When the operating pressure is reduced to a safe value, the defect does not require repair.



```python

assert pipe.maop == 900

assert round(asme.safe_pressure, 2) == 653.71

pipe.maop = 500

asme.is_explain = True

assert asme.years() > 0

```



If you set context property `is_explain = True`, then you can get explanation in text form.



```python

asme.explain()

```



```text

Calculate ERF by ASME B31G 2012 classic.

Calculate failure stress level by the classic way.

Parameter Sflow = 1.1 * material_smys.

Sflow = 1.1 * 52000 = 57200.0.

Parameter Z = length^2 / (diameter * wallthickness).

Z = 30^2 / (56 * 0.63) = 25.51.

Parameter Z = 25.51 > 20.

Failure stress level = Sflow * (1 - depth / wallthickness).

stress_fail = 57200.0 * (1 - 0.31 / 0.63) = 29053.968.

Failure pressure = 2 * stress_fail * wallthickness / diameter.

press_fail = 2 * 29053.968 * 0.63 / 56 = 653.714.

ERF = pipe_maop / press_fail.

ERF = 500 / 653.714 = 0.765



Repair is not required at the moment, calculate the time before repair.

With corrosion rate 0.016 mm/year, pipe wall 0.63 and depth 0.31 a through hole is formed after years: 21.

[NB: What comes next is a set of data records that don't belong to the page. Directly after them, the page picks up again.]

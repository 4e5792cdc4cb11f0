use clap::Parser;

use svckit::types::{CertReqs, ConsistencyLevel, KeyspaceState};

use crate::config::KeyspaceManagerConfig;

#[derive(Parser, Debug)]
#[command(name = "keyspace-manager")]
#[command(about = "Create, alter and drop keyspaces idempotently", long_about = None)]
pub struct Args {
    /// Configuration file (YAML, TOML or JSON)
    #[arg(short, long)]
    pub config: Option<String>,

    /// Keyspace name
    #[arg(long)]
    pub name: Option<String>,

    /// Desired state: present or absent
    #[arg(long)]
    pub state: Option<KeyspaceState>,

    /// Replication factor for SimpleStrategy
    #[arg(long)]
    pub replication_factor: Option<u32>,

    #[arg(long)]
    pub durable_writes: Option<bool>,

    /// Per-datacentre replication as DC=RF; repeat for each datacentre
    #[arg(long = "data-centre", visible_alias = "data-center", value_parser = parse_data_centre)]
    pub data_centres: Vec<(String, u32)>,

    /// Contact point; repeat for several hosts
    #[arg(long)]
    pub login_host: Vec<String>,

    #[arg(long)]
    pub login_port: Option<u16>,

    #[arg(long)]
    pub login_user: Option<String>,

    #[arg(long, env = "KEYSPACE_MANAGER_LOGIN_PASSWORD", hide_env_values = true)]
    pub login_password: Option<String>,

    /// Encrypt connections to the cluster
    #[arg(long)]
    pub ssl: bool,

    /// CERT_NONE, CERT_OPTIONAL or CERT_REQUIRED
    #[arg(long)]
    pub ssl_cert_reqs: Option<CertReqs>,

    /// CA bundle used to verify the cluster certificate
    #[arg(long)]
    pub ssl_ca_certs: Option<String>,

    #[arg(long)]
    pub consistency_level: Option<ConsistencyLevel>,

    /// Report what would change without executing any DDL
    #[arg(long)]
    pub check: bool,

    /// Log level (trace, debug, info, warn, error)
    #[arg(long)]
    pub log_level: Option<String>,
}

impl Args {
    /// Overlays explicitly given flags on top of the loaded configuration.
    pub fn apply(&self, config: &mut KeyspaceManagerConfig) {
        if let Some(name) = &self.name {
            config.keyspace.name = name.clone();
        }
        if let Some(state) = self.state {
            config.keyspace.state = Some(state);
        }
        if let Some(rf) = self.replication_factor {
            config.keyspace.replication_factor = rf;
        }
        if let Some(durable_writes) = self.durable_writes {
            config.keyspace.durable_writes = durable_writes;
        }
        if !self.data_centres.is_empty() {
            config.keyspace.data_centres = Some(self.data_centres.iter().cloned().collect());
        }

        let connection = &mut config.connection;
        if !self.login_host.is_empty() {
            connection.login_host = Some(self.login_host.clone());
        }
        if let Some(port) = self.login_port {
            connection.login_port = port;
        }
        if let Some(user) = &self.login_user {
            connection.login_user = Some(user.clone());
        }
        if let Some(password) = &self.login_password {
            connection.login_password = Some(password.clone());
        }
        if self.ssl {
            connection.ssl = true;
        }
        if let Some(cert_reqs) = self.ssl_cert_reqs {
            connection.ssl_cert_reqs = cert_reqs;
        }
        if let Some(ca_certs) = &self.ssl_ca_certs {
            connection.ssl_ca_certs = ca_certs.clone();
        }
        if let Some(level) = self.consistency_level {
            connection.consistency_level = level;
        }

        if self.check {
            config.check_mode = true;
        }
        if let Some(level) = &self.log_level {
            config.observability.log_level = level.clone();
        }
    }
}

pub fn parse_data_centre(s: &str) -> Result<(String, u32), String> {
    let (name, rf) = s
        .split_once('=')
        .ok_or_else(|| format!("expected DC=RF, got '{}'", s))?;
    let name = name.trim();
    if name.is_empty() {
        return Err(format!("missing datacentre name in '{}'", s));
    }
    let rf = rf
        .trim()
        .parse::<u32>()
        .map_err(|e| format!("invalid replication factor in '{}': {}", s, e))?;
    Ok((name.to_string(), rf))
}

Calculating the year in which the corrosion growth of the defect will require repair.

Years: 4 ERF: 0.952.

Years: 5 ERF: 1.014.

Defect will require repair after years: 4.

```



## Development



```bash

git clone git@github.com:vb64/pipeline.integrity.git

cd pipeline.integrity

```



With Python 3:



```bash

make setup PYTHON_BIN=/path/to/python3

make tests

```



With Python 2:



```bash

make setup2 PYTHON_BIN=/path/to/python2

make tests2

```



## Example



Living version of online calculator example, that use this library, can be [found here](https://wot-online-hours.appspot.com/).

The source code of this example placed in this repo in [example dir](example/web/gae ).